There were a number of day chairs, leather, yet covered in those brownish throw rugs from IKEA. Several older people sat on them, chatting, reading, knitting, doing crosswords, watching the mute television, or sleeping. Some were dying. 

Two of the men looked a little different from the others. One, in brown corduroy trousers and a beige silk shirt with an old-fashioned wine-coloured cravat around his neck was standing, laughing and quite animated; the other, slightly scruffy, but clean shaven in grey trousers, white shirt, blue and white tie and a blue sports jacket, was pretending to read a newspaper. 

The mid-morning sunlight streamed in making the dayroom bright and seemingly happy, but Des and Barry were obviously at different points of the joy spectrum! 

“Strewth, I thought I was going to relapse!” He was virtually battling to breathe, and his face was brick red. “Gawd love us, that was funny. See smoking is a health hazard!” Des sat down, still giggling. 

It was just a veranda with windows. Not an old, pre-war breezeway, but a modern, well-lit sunroom. The large glass windows let in the light and the sun - yet protected from the cold and the heat. The quiet buzzing of the air-conditioning saw to that. In any case, today, the place was pleasantly warm from the winter sun which streamed in picking up the lazy dust particles and where the rays missed an obstruction, they gave an imagined hallowed appearance. It looked like Heaven, and perhaps to some, only a step or two away. 

Certainly, it was Heaven to some, while Hell to others. To a few it was the last vestige of a kind of independence, the kind that is “guided” rather than self-expressed. 

The two men looked at each other as Basrry said without a smile. “That’s not how I remember it!” 

Todd, the doctor, wandered in. He clocked the two old men, and then smiled his usual genuine smile, “What’s got into you two?” 

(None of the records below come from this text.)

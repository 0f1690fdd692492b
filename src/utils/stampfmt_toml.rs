//! Load `.stampfmt.toml` from the scanned directory (CLI only). Lib callers build FormatOpts directly.

use serde::Deserialize;
use std::path::{Path, PathBuf};
use std::time::Duration;

use crate::engine::tools::split_list;
use crate::utils::config::PackagePaths;
use crate::{Concurrency, FormatOpts};

#[derive(Debug, Deserialize)]
pub(crate) struct StampfmtToml {
    #[serde(default)]
    settings: SettingsSection,
}

#[derive(Debug, Default, Deserialize)]
struct SettingsSection {
    formatter: Option<String>,
    formatter_args: Option<Vec<String>>,
    extensions: Option<ListValue>,
    ignore: Option<Vec<String>>,
    concurrency: Option<ConcurrencyValue>,
    style: Option<String>,
    stamp_dir: Option<String>,
    timeout: Option<u64>,
    verbose: Option<bool>,
    follow_links: Option<bool>,
    progress: Option<bool>,
}

/// `extensions = ".cpp|.h"` or `extensions = [".cpp", ".h"]`.
#[derive(Debug, Deserialize)]
#[serde(untagged)]
enum ListValue {
    Delimited(String),
    List(Vec<String>),
}

/// `concurrency = 4` or `concurrency = "auto"`.
#[derive(Debug, Deserialize)]
#[serde(untagged)]
enum ConcurrencyValue {
    Count(usize),
    Text(String),
}

/// Load the config file from `dir` if present. Returns None if missing or unreadable; a file that
/// does not parse is reported as a warning.
pub(crate) fn load_stampfmt_toml(dir: &Path) -> Option<StampfmtToml> {
    let path = dir.join(PackagePaths::get().config_filename());
    let s = std::fs::read_to_string(&path).ok()?;
    parse_stampfmt_toml(&s)
        .map_err(|e| log::warn!("{}: {}", path.display(), e))
        .ok()
}

pub(crate) fn parse_stampfmt_toml(s: &str) -> Result<StampfmtToml, toml::de::Error> {
    toml::from_str(s)
}

/// Overwrite opts field from file when present.
macro_rules! apply_file_opt {
    ($idx:expr, $opts:expr, $idx_field:ident => $opts_field:ident) => {
        if let Some(v) = $idx.$idx_field {
            $opts.$opts_field = v;
        }
    };
}

/// Apply file config to opts (only fields present in the file). Call before applying CLI.
/// Relative paths are taken relative to `dir`. dry_run is never read from the file.
/// Returns the file's `verbose` setting, which the CLI owns.
pub(crate) fn apply_file_to_opts(file: &StampfmtToml, dir: &Path, opts: &mut FormatOpts) -> Option<bool> {
    let idx = &file.settings;
    if let Some(ref f) = idx.formatter {
        let p = PathBuf::from(f);
        opts.formatter = if p.components().count() > 1 && p.is_relative() {
            dir.join(p)
        } else {
            p
        };
    }
    if let Some(ref args) = idx.formatter_args {
        opts.formatter_args = args.clone();
    }
    match &idx.extensions {
        Some(ListValue::Delimited(s)) => opts.extensions = split_list(s),
        Some(ListValue::List(v)) => opts.extensions = v.iter().flat_map(|s| split_list(s)).collect(),
        None => {}
    }
    if let Some(ref v) = idx.ignore {
        opts.ignore = v.clone();
    }
    match &idx.concurrency {
        Some(ConcurrencyValue::Count(n)) => opts.concurrency = Concurrency::Fixed(*n),
        Some(ConcurrencyValue::Text(s)) => match s.parse() {
            Ok(c) => opts.concurrency = c,
            Err(e) => log::warn!("{}; keeping {:?}", e, opts.concurrency),
        },
        None => {}
    }
    if let Some(ref s) = idx.style {
        opts.style_config = Some(dir.join(s));
    }
    if let Some(ref s) = idx.stamp_dir {
        opts.stamp_dir = Some(dir.join(s));
    }
    if let Some(secs) = idx.timeout {
        opts.timeout = Some(Duration::from_secs(secs));
    }
    apply_file_opt!(idx, opts, follow_links => follow_links);
    apply_file_opt!(idx, opts, progress => progress);
    idx.verbose
}
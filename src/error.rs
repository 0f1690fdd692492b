//! Configuration errors: fatal, raised before any file is touched.

use std::path::PathBuf;
use thiserror::Error;

#[derive(Debug, Error)]
pub enum ConfigError {
    #[error("root directory does not exist: {0}")]
    RootMissing(PathBuf),

    #[error("root is not a directory: {0}")]
    RootNotDirectory(PathBuf),

    #[error("formatter executable not found: {0} (not a file and not on PATH)")]
    FormatterNotFound(PathBuf),

    #[error("no file extensions configured")]
    NoExtensions,

    #[error("invalid concurrency '{0}': expected a positive integer or 'auto'")]
    InvalidConcurrency(String),
}
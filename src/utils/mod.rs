pub mod config;
pub mod logger;
pub mod session;
pub mod stampfmt_toml;

pub use config::*;
pub use logger::{set_verbose, setup_logging};
pub use session::SessionCache;
pub(crate) use stampfmt_toml::{apply_file_to_opts, load_stampfmt_toml};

Des recovered slightly enough to get out, “Silly old Bazza here went out for a fag – and,” he almost convulsed again, seemingly struggling to relate the story, “Well, it was a few years ago now, and we were at the wedding of a colleague’s son. Barry has had a few, quite a few really, and went out for a fag, you know, a smoke – he used to smoke a bit then. He took his beer with him. When he finished the smoke, he went to come back in, and obviously thought the door, you know, one of those big aluminium ones, was not open, so …” He took a breath and as told the story, he mimed the action, expertly of course, and his skill at humour was to the fore. He was very funny and some of the other residents were watching and enjoying the play. “So, he sort of told it, the door that is, that he knew it was closed and that it couldn’t trick him, wagged his finger at it, toasted it with his glass of beer, then side-stepped to the glass panel next to it, and went to go through it. But it was solid glass! His face! It was such a shock – of confusion, horror and pain! He couldn’t believe it! He tentatively put out a hand and felt the glass, then felt it again. He furrowed his brow and made what looked like a considered but bold decision. He sidestepped back to where he started and felt for the glass – which was still there of course. He double checked and looked thoroughly puzzled. You could see him trying to work out was going on. Then he made up his mind, spoke to that door too, and sidestepped past the other one to where the door actually was. He wasn’t quite sure if it was open or not. He tentatively tested it with a nervous hand, and when it went through, he followed it, falling through! He actually fell back inside! And he didn’t spill a drop. Crikey, it was funny!” 

Todd, caught up in it, joined in and laughed too. Barry’s face was sour. “That’s not how I remember it. It wasn’t anything like that. It was nothing at all. I simply went outside for a smoke and came back in afterwards. That’s all! Your performance was a charade, a fiction, just to demonstrate how good you are at showing off! Don’t believe a word of it, Doc!” 

Todd, however, was genuine in his praise, “It surely doesn’t get better than that! You’re very good, Des.” 

“He’s a pro, so it should be. He’s been doing it for years. Pity he didn’t have a script, it might have been better!” Barry actually sneered. 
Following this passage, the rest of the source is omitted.